I did, on the first day I was there and several times thereafter.
Amsterdam is a city for walkers. Because Holland is a country reclaimed from the water, Amsterdam is as flat as a pool table. If you are going uphill or downhill, you are on a bridge over a canal. The automobile is banned from many streets during the day, and parking restrictions mean there is no place to leave a car if you have one. Relatively few cars live in Amsterdam.
Of course, there are bicycles, and cyclists take a dim view of pedestrians who wander into the cycle lane. I learned a few Dutch phrases I suspect I cannot use in polite company before I figured out that that was a cycle lane.
I had come prepared with flat shoes and a light raincoat because I knew most of Amsterdam is paved in cobblestones and it is likely to rain just about any time.
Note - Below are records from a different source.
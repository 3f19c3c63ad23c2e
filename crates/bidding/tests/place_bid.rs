//! Bid placement scenarios, including the concurrent-bidder cases.

use bidding::{BidError, BidService, InMemoryBidStore, Item, PlaceBid};
use chrono::{Duration, Utc};
use common::UserId;
use events::BidPlaced;
use outbox::OutboxStatus;
use storage::TxManager;

async fn seed_item(store: &InMemoryBidStore, item: &Item) {
    use bidding::BidStore;
    let mut tx = store.begin().await.unwrap();
    store.insert_item(&mut tx, item).await.unwrap();
    store.commit(tx).await.unwrap();
}

fn item_with(seller: UserId, start_price: i64, highest: i64) -> Item {
    let mut item = Item::new(
        "Integration lot",
        "Seeded by tests",
        seller,
        start_price,
        Utc::now() + Duration::hours(24),
    );
    item.current_highest_bid = highest;
    item
}

#[tokio::test]
async fn scenario_successful_first_bid() {
    let store = InMemoryBidStore::new();
    let service = BidService::new(store.clone());
    let seller = UserId::new();
    let bidder = UserId::new();
    let item = item_with(seller, 10_000, 0);
    seed_item(&store, &item).await;

    let bid = service
        .place_bid(PlaceBid {
            item_id: item.id,
            user_id: bidder,
            amount: 15_000,
        })
        .await
        .unwrap();

    // Exactly one bid row with the bid amount.
    let bids = service.list_bids(item.id).await.unwrap();
    assert_eq!(bids.len(), 1);
    assert_eq!(bids[0].amount, 15_000);
    assert_eq!(bids[0].id, bid.id);

    // Highest bid equals the bid amount.
    let stored = service.get_item(item.id).await.unwrap().unwrap();
    assert_eq!(stored.current_highest_bid, 15_000);

    // Exactly one Pending bid.placed outbox row whose payload describes
    // the bid.
    let events = store.outbox_events();
    assert_eq!(events.len(), 1);
    assert_eq!(events[0].event_type, "bid.placed");
    assert_eq!(events[0].status, OutboxStatus::Pending);
    let body = BidPlaced::decode_payload(&events[0].payload).unwrap();
    assert_eq!(body.bid_id, bid.id.to_string());
    assert_eq!(body.item_id, item.id.to_string());
    assert_eq!(body.user_id, bidder.to_string());
    assert_eq!(body.amount, 15_000);
}

#[tokio::test]
async fn scenario_equal_rebid_is_too_low_and_writes_nothing() {
    let store = InMemoryBidStore::new();
    let service = BidService::new(store.clone());
    let seller = UserId::new();
    let bidder = UserId::new();
    let item = item_with(seller, 10_000, 0);
    seed_item(&store, &item).await;

    service
        .place_bid(PlaceBid {
            item_id: item.id,
            user_id: bidder,
            amount: 15_000,
        })
        .await
        .unwrap();

    let result = service
        .place_bid(PlaceBid {
            item_id: item.id,
            user_id: bidder,
            amount: 15_000,
        })
        .await;

    assert!(matches!(result, Err(BidError::BidTooLow { .. })));
    assert_eq!(service.list_bids(item.id).await.unwrap().len(), 1);
    assert_eq!(store.outbox_events().len(), 1);
    assert_eq!(
        service.get_item(item.id).await.unwrap().unwrap().current_highest_bid,
        15_000
    );
}

#[tokio::test]
async fn scenario_seller_rejected_and_writes_nothing() {
    let store = InMemoryBidStore::new();
    let service = BidService::new(store.clone());
    let seller = UserId::new();
    let item = item_with(seller, 10_000, 0);
    seed_item(&store, &item).await;

    service
        .place_bid(PlaceBid {
            item_id: item.id,
            user_id: UserId::new(),
            amount: 15_000,
        })
        .await
        .unwrap();

    let result = service
        .place_bid(PlaceBid {
            item_id: item.id,
            user_id: seller,
            amount: 20_000,
        })
        .await;

    assert!(matches!(result, Err(BidError::SellerCannotBid)));
    assert_eq!(service.list_bids(item.id).await.unwrap().len(), 1);
    assert_eq!(store.outbox_events().len(), 1);
}

// Ten bidders race on one item. The test runs on the current-thread
// runtime, where tasks reach the item's fair row lock in spawn order, so
// every amount beats the previous one and all ten succeed.
#[tokio::test]
async fn scenario_ten_concurrent_bidders_serialize_on_the_row_lock() {
    let store = InMemoryBidStore::new();
    let service = std::sync::Arc::new(BidService::new(store.clone()));
    let seller = UserId::new();
    let item = item_with(seller, 50_000, 50_000);
    seed_item(&store, &item).await;

    let amounts: Vec<i64> = (0..10).map(|i| 60_000 + i * 10_000).collect();
    let mut handles = Vec::new();
    for &amount in &amounts {
        let service = std::sync::Arc::clone(&service);
        let item_id = item.id;
        handles.push(tokio::spawn(async move {
            service
                .place_bid(PlaceBid {
                    item_id,
                    user_id: UserId::new(),
                    amount,
                })
                .await
        }));
    }

    let mut succeeded = Vec::new();
    for handle in handles {
        succeeded.push(handle.await.unwrap().unwrap().amount);
    }

    // All ten succeed, every amount exactly once.
    succeeded.sort_unstable();
    assert_eq!(succeeded, amounts);

    // Final highest bid is the maximum amount.
    let stored = service.get_item(item.id).await.unwrap().unwrap();
    assert_eq!(stored.current_highest_bid, 150_000);

    // Ten bid rows, ten Pending events.
    assert_eq!(service.list_bids(item.id).await.unwrap().len(), 10);
    let events = store.outbox_events();
    assert_eq!(events.len(), 10);
    assert!(events.iter().all(|e| e.status == OutboxStatus::Pending));

    // The committed bids form a strictly increasing sequence over time
    // (list_bids returns newest first).
    let bids = service.list_bids(item.id).await.unwrap();
    let in_time_order: Vec<i64> = bids.iter().rev().map(|b| b.amount).collect();
    assert!(in_time_order.windows(2).all(|w| w[0] < w[1]));
}

#[tokio::test]
async fn scenario_same_amount_race_has_one_winner() {
    let store = InMemoryBidStore::new();
    let service = std::sync::Arc::new(BidService::new(store.clone()));
    let seller = UserId::new();
    let item = item_with(seller, 50_000, 50_000);
    seed_item(&store, &item).await;

    let mut handles = Vec::new();
    for _ in 0..2 {
        let service = std::sync::Arc::clone(&service);
        let item_id = item.id;
        handles.push(tokio::spawn(async move {
            service
                .place_bid(PlaceBid {
                    item_id,
                    user_id: UserId::new(),
                    amount: 60_000,
                })
                .await
        }));
    }

    let mut successes = 0;
    let mut too_low = 0;
    for handle in handles {
        match handle.await.unwrap() {
            Ok(_) => successes += 1,
            Err(BidError::BidTooLow { .. }) => too_low += 1,
            Err(e) => panic!("unexpected error: {e}"),
        }
    }

    assert_eq!(successes, 1, "exactly one same-amount bid may win");
    assert_eq!(too_low, 1);
    assert_eq!(
        service.get_item(item.id).await.unwrap().unwrap().current_highest_bid,
        60_000
    );
    assert_eq!(service.list_bids(item.id).await.unwrap().len(), 1);
}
But not continuously.
And certainly not hard enough to drive a determined walker back indoors.
Not when there is so much to see. Yes, there are museums dedicated to just about any topic: Amsterdam's relationship (love/hate) with the sea; van Gogh and the impressionists, and Vermeer and Mondrian; Dutch fine arts and decorative arts; 17th-century life; the Holocaust; even cats and torture rate their own establishments.
But the city itself is its own best attraction.
The main streets bustle with activity at just about any hour. Shoppers duck into a doorway and emerge a few minutes later with a loaf of freshly baked bread protruding from a string bag. A stop next door adds some cheese.
A few doors down there are cucumbers and tomatoes. Next door to that is a shop selling shoes of such avant-garde design one wonders if it is possible to walk in them.
And one door down is a small store where the most innocent thing in the window is a black leather jacket with the breast area defined in studs - and they look sharp.
We will not discuss the window of the sex shop. This is, after all, a family newspaper.
All of this is housed in an environment that is a veritable paradigm for quaint.
Those historic buildings provide a nice backdrop for the bald-headed girl in the black-leather miniskirt walking with the spike-haired guy with the nose rings and the dog collar. Though I did think the leash was a bit over the top.
Speaking of leashes, Amsterdam is a city of well-behaved dogs and mannerly cats. And none of this nonsense about keeping the dirty beasts out of eating places.
In an immaculate white-and-black-tiled confectionary shop, the owner's huge black-and-white cat stretched herself, emerged from a niche under the cash register and regally strolled over to greet me with tiny cries of recognition. Cats do know cat people on sight, you see.
Did the shopkeeper choose the decor to complement the cat or the cat to complement the decor?
Breakfast the next morning meant sharing a lovely formal dining room with a golden retriever. He ducked under the tablecloth and settled himself at his human's feet. One could wish children were as well-behaved.
On that first day of walking, eventually fatigue and hunger drove me to a small shop where I bought a ham-and-cheese sandwich on excellent bread, a cup of superb coffee and a piece of apple tart to eat at a tiny sidewalk table.
Sticker shock! This snack cost the equivalent of $10. At the time of my visit, the Dutch guilder and the U.S. dollar were almost at parity, five U.S. dollars buying six Dutch guilders.
Amsterdam is a lovely city; Amsterdam is an expensive city. This is not a place to go shopping for quaint souvenirs. The gang will have to be satisfied with T-shirts, probably sporting a rude slogan referring to the city's openness about sex, drugs and rock 'n' roll.
Guides run special tours through the well-known red-light district, where the prostitutes are said to sit in show windows and wave to potential customers.
Having been a street reporter for a good many years, I have seen enough prostitutes that I did not feel any need to go looking for them with a guide.
But the tours have been so successful that trendy little boutiques and smart cafes have moved into the district to catch the tourist in a spending mood. It's anyone's guess when rising rents will oust the ladies of the night, accomplishing what moralists have been unable to do in several hundred years.
Once they are gone, no doubt Amsterdam will create a museum.